Graham Reid | | 4 min read
Sitting in his Sydney hotel room, Canadian guitarist Jeff Healey talks lovingly about his collection of 11,000 78rpm records (“I bought another 30 or 40 today in a shop near here.”)
And he talks about how he played with Albert Collins onstage in Toronto as that guitarist's guest. It was the turning point in his career.
At the end of halt an hour when Healey is called away for a radio interview, he realises his blindness hasn't been mentioned. He’s relieved.
Over the past year since his See The Light debut album started getting serious attention. he's had to answer some pretty dumb questions - the best?
“What does it feel like to be blind?"
But the man is a musician and a bit of a musicologist whose passion is playing the guitar and collecting old jazz 78s.
He could have remained simply a man with a private passion and a huge record collection if lt hadn't been for the '85 concert with Collins: “All that happened really was I met Albert a couple of days beforehand. A friend had talked to him about my playing and Albert invited me up with him for about an hour. We had a good time and he invited me back to play again on the Saturday when Stevie Ray Vaughan was also playing.
"Albert had never heard me play before I got on stage, not even in a backroom.
“That was a turning point in my development because it broke me on to the Toronto scene, which is a hard one to crack.
"It’s easy to get swept under the bridge there and I wasn’t even getting off the pier.
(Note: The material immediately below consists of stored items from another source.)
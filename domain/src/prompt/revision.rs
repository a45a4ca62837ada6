//! Revision prompt construction under a token budget.

use crate::answer::{Answer, Citation};
use crate::core::question::Question;
use crate::core::string::truncate;
use crate::critique::{BiasDirection, Critique, WeakCitation};
use std::collections::BTreeSet;

/// Rough chars-per-token ratio used for budgeting.
pub const CHARS_PER_TOKEN: usize = 4;

/// Weak-citation snippet lengths tried, longest first, when the budget is tight.
const WEAK_SNIPPET_STEPS: [usize; 4] = [600, 320, 160, 80];

/// Approximate token count of `text`.
pub fn estimate_tokens(text: &str) -> usize {
    text.chars().count().div_ceil(CHARS_PER_TOKEN)
}

/// A rendered revision prompt.
#[derive(Debug, Clone, PartialEq, Eq)]
pub struct RevisionPrompt {
    pub text: String,
    pub estimated_tokens: usize,
    /// Supported snippets were left out to fit the budget
    pub dropped_supported_snippets: bool,
    /// Weak snippets were cut to this many bytes
    pub weak_snippet_limit: Option<usize>,
    /// Even the most compact rendering exceeds the budget
    pub over_budget: bool,
}

impl RevisionPrompt {
    pub fn truncated(&self) -> bool {
        self.dropped_supported_snippets || self.weak_snippet_limit.is_some()
    }
}

/// Builds the prompt sent to the generation collaborator for one revision.
///
/// The question, the current answer and the index-preservation instruction
/// are always present. Citation snippets are cut to fit the budget:
/// supported snippets go first, then weak snippets get shorter.
#[derive(Debug, Clone)]
pub struct RevisionPromptBuilder {
    token_budget: usize,
}

impl RevisionPromptBuilder {
    pub fn new(token_budget: usize) -> Self {
        Self { token_budget }
    }

    pub fn token_budget(&self) -> usize {
        self.token_budget
    }

    /// System prompt for revision requests
    pub fn system() -> &'static str {
        r#"You are a careful theological writer revising an answer after review.
Keep every claim tied to the sources it cites and write in a neutral, scholarly register.
Return only the revised answer text, with no preamble or commentary."#
    }

    pub fn build(&self, question: &Question, answer: &Answer, critique: &Critique) -> RevisionPrompt {
        let citations = referenced_citations(answer);
        let weak: Vec<(&Citation, &WeakCitation)> = citations
            .iter()
            .filter_map(|c| {
                critique
                    .weak_citations()
                    .iter()
                    .find(|w| w.index == c.index)
                    .map(|w| (*c, w))
            })
            .collect();
        let supported: Vec<&Citation> = citations
            .iter()
            .copied()
            .filter(|c| !critique.is_weak(c.index))
            .collect();

        let attempt = |dropped: bool, weak_limit: Option<usize>| {
            let text = render(
                question,
                answer,
                critique,
                &weak,
                &supported,
                !dropped,
                weak_limit,
            );
            let estimated_tokens = estimate_tokens(&text);
            RevisionPrompt {
                text,
                estimated_tokens,
                dropped_supported_snippets: dropped && !supported.is_empty(),
                weak_snippet_limit: weak_limit,
                over_budget: estimated_tokens > self.token_budget,
            }
        };

        let mut prompt = attempt(false, None);
        let fallbacks = std::iter::once((true, None))
            .chain(WEAK_SNIPPET_STEPS.iter().map(|&limit| (true, Some(limit))));
        for (dropped, weak_limit) in fallbacks {
            if !prompt.over_budget {
                break;
            }
            prompt = attempt(dropped, weak_limit);
        }
        prompt
    }
}

impl Default for RevisionPromptBuilder {
    fn default() -> Self {
        Self::new(crate::revision::REVISION_TOKEN_BUDGET)
    }
}

/// Citations referenced by the answer text, first entry per index.
fn referenced_citations(answer: &Answer) -> Vec<&Citation> {
    let mut seen = BTreeSet::new();
    answer
        .referenced_citations()
        .into_iter()
        .filter(|c| c.index > 0 && seen.insert(c.index))
        .collect()
}

#[allow(clippy::too_many_arguments)]
fn render(
    question: &Question,
    answer: &Answer,
    critique: &Critique,
    weak: &[(&Citation, &WeakCitation)],
    supported: &[&Citation],
    include_supported: bool,
    weak_limit: Option<usize>,
) -> String {
    let mut prompt = format!(
        r#"Revise the answer below so that it is better supported by its sources.

Question: {}

Current answer (quality score {}/100):
{}
"#,
        question.content(),
        critique.quality_score(),
        answer.summary.trim()
    );

    if !weak.is_empty() {
        prompt.push_str("\nWeakly supported citations (fix these first):\n");
        for (citation, warning) in weak {
            let snippet = match weak_limit {
                Some(limit) => truncate(citation.snippet.trim(), limit),
                None => citation.snippet.trim().to_string(),
            };
            let snippet = if snippet.is_empty() {
                "(empty excerpt)".to_string()
            } else {
                format!("\"{}\"", snippet)
            };
            prompt.push_str(&format!(
                "- [{}] {}: {}. Source excerpt: {}\n",
                citation.index,
                citation.reference_label(),
                warning.reason.explanation(),
                snippet
            ));
        }
    }

    if !critique.fallacies().is_empty() || !critique.bias_warnings().is_empty() {
        prompt.push_str("\nReasoning problems to address:\n");
        for fallacy in critique.fallacies() {
            prompt.push_str(&format!(
                "- {} ({} severity): {} For example: \"{}\"\n",
                fallacy.fallacy_type.display_name(),
                fallacy.severity,
                fallacy.description,
                fallacy.matched_span
            ));
        }
        for bias in critique.bias_warnings() {
            let lean = match bias.direction {
                BiasDirection::TendsApologetic => "toward apologetic advocacy",
                BiasDirection::TendsSkeptical => "toward skeptical dismissal",
            };
            let terms: Vec<&str> = bias.triggering_terms.iter().map(String::as_str).collect();
            prompt.push_str(&format!(
                "- The tone leans {} (strength {:.2}), signalled by: {}. Present the positions evenly.\n",
                lean,
                bias.strength,
                terms.join(", ")
            ));
        }
    }

    if !supported.is_empty() {
        prompt.push_str("\nWell-supported citations:\n");
        for citation in supported {
            if include_supported && !citation.snippet.trim().is_empty() {
                prompt.push_str(&format!(
                    "- [{}] {}: \"{}\"\n",
                    citation.index,
                    citation.reference_label(),
                    citation.snippet.trim()
                ));
            } else {
                prompt.push_str(&format!(
                    "- [{}] {}\n",
                    citation.index,
                    citation.reference_label()
                ));
            }
        }
    }

    prompt.push_str(
        r#"
Instructions:
1. Keep every citation marker number exactly as it is; do not renumber, add or invent citations.
2. Make each sentence that carries a marker reflect what its source excerpt actually says.
3. Remove or rephrase the reasoning problems listed above.
4. Return only the revised answer text."#,
    );

    prompt
}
I was just working the suburbs and this was my one chance to ride it and see - or go back to the suburbs. I didn't even have a band at the time.”
Curiously enough, it has been said Healey started out listening to country music in his hometown of Toronto -- hardly the country capital of North America?
“Actually I grew up listening to all kinds of music from country to jazz and took formal music lessons for piano and theory. I got it from all sides of the family - parents and aunties -- I was just fascinated by music.
“Toronto is about the third largest music centre in North America outside Los Angeles and New York. Every night of the week you can go out and find any type of music you want."
Healey started searching out live music from an early age. He got a small guitar at three, a Gibson SG copy at 11 and by his early teens was playing country music in clubs with musicians more than twice his age.
What set Healey apart then - and now - was his extraordinary technique. Videos have brought it into living rooms as far away as Auckland these days. But at the time, word-of-
mouth told of the blind guy who sat with a guitar on his lap, formed chords by thumping down his left-hand fingers and pulled or bent strings with his right - and then leaped up, tossed the guitar above his head and could keep on playing.
It stung Healey when people thought his style a gimmick or exploited it to get attention for the band.
“A number of people still think it is gimmick, but I started playing that way out of comfort and that's all I know."
For years he played the Toronto club circuit in all types of bands “just worklng with pick-up musicians. Those suburbs were a good learning experience because I had to play a lot of different styles before different audiences."
Healey also played trumpet in Dixie bands and got a one-hour radio show on a campus station, two interests he keeps up today.
“Dixie is an umbrella for traditional jazz, which is really where all improvisation comes from. We’ve been using improvisation for all the styles of music like jazz and rock’n‘roll to follow.
“I still pre-tape the radio show whenever I’m in town for a couple of days. I do about five one-hour shows in a day."
But increasingly Healey, bassist Joe Rockman and drummer Tom Stephen are not in Toronto. Since the success of their album they have toured steadily, appeared in the new Patrick Swayze movie Road House (their new single is a cover of the old Doors songs Road House Blues) and are planning a new album for November recording sessions.
Healey promises the same kind of diversity which marked See The Light - an album with a blues edge but no particular pigeonhole it can be easily put in.
“The first album has a lot of things on it - the link ls they are all emotional styles of music which are spontaneous. As a live act I approach things as a jazz musician might - there’s a structure but all the solos are improvised and there’s a freedom within the structure.
“We weren‘t deliberately showcasing on See The Light, it’s just what we do. The worst thing you can do is separate out a style which you want to go with.
"You shut down your range of creativity."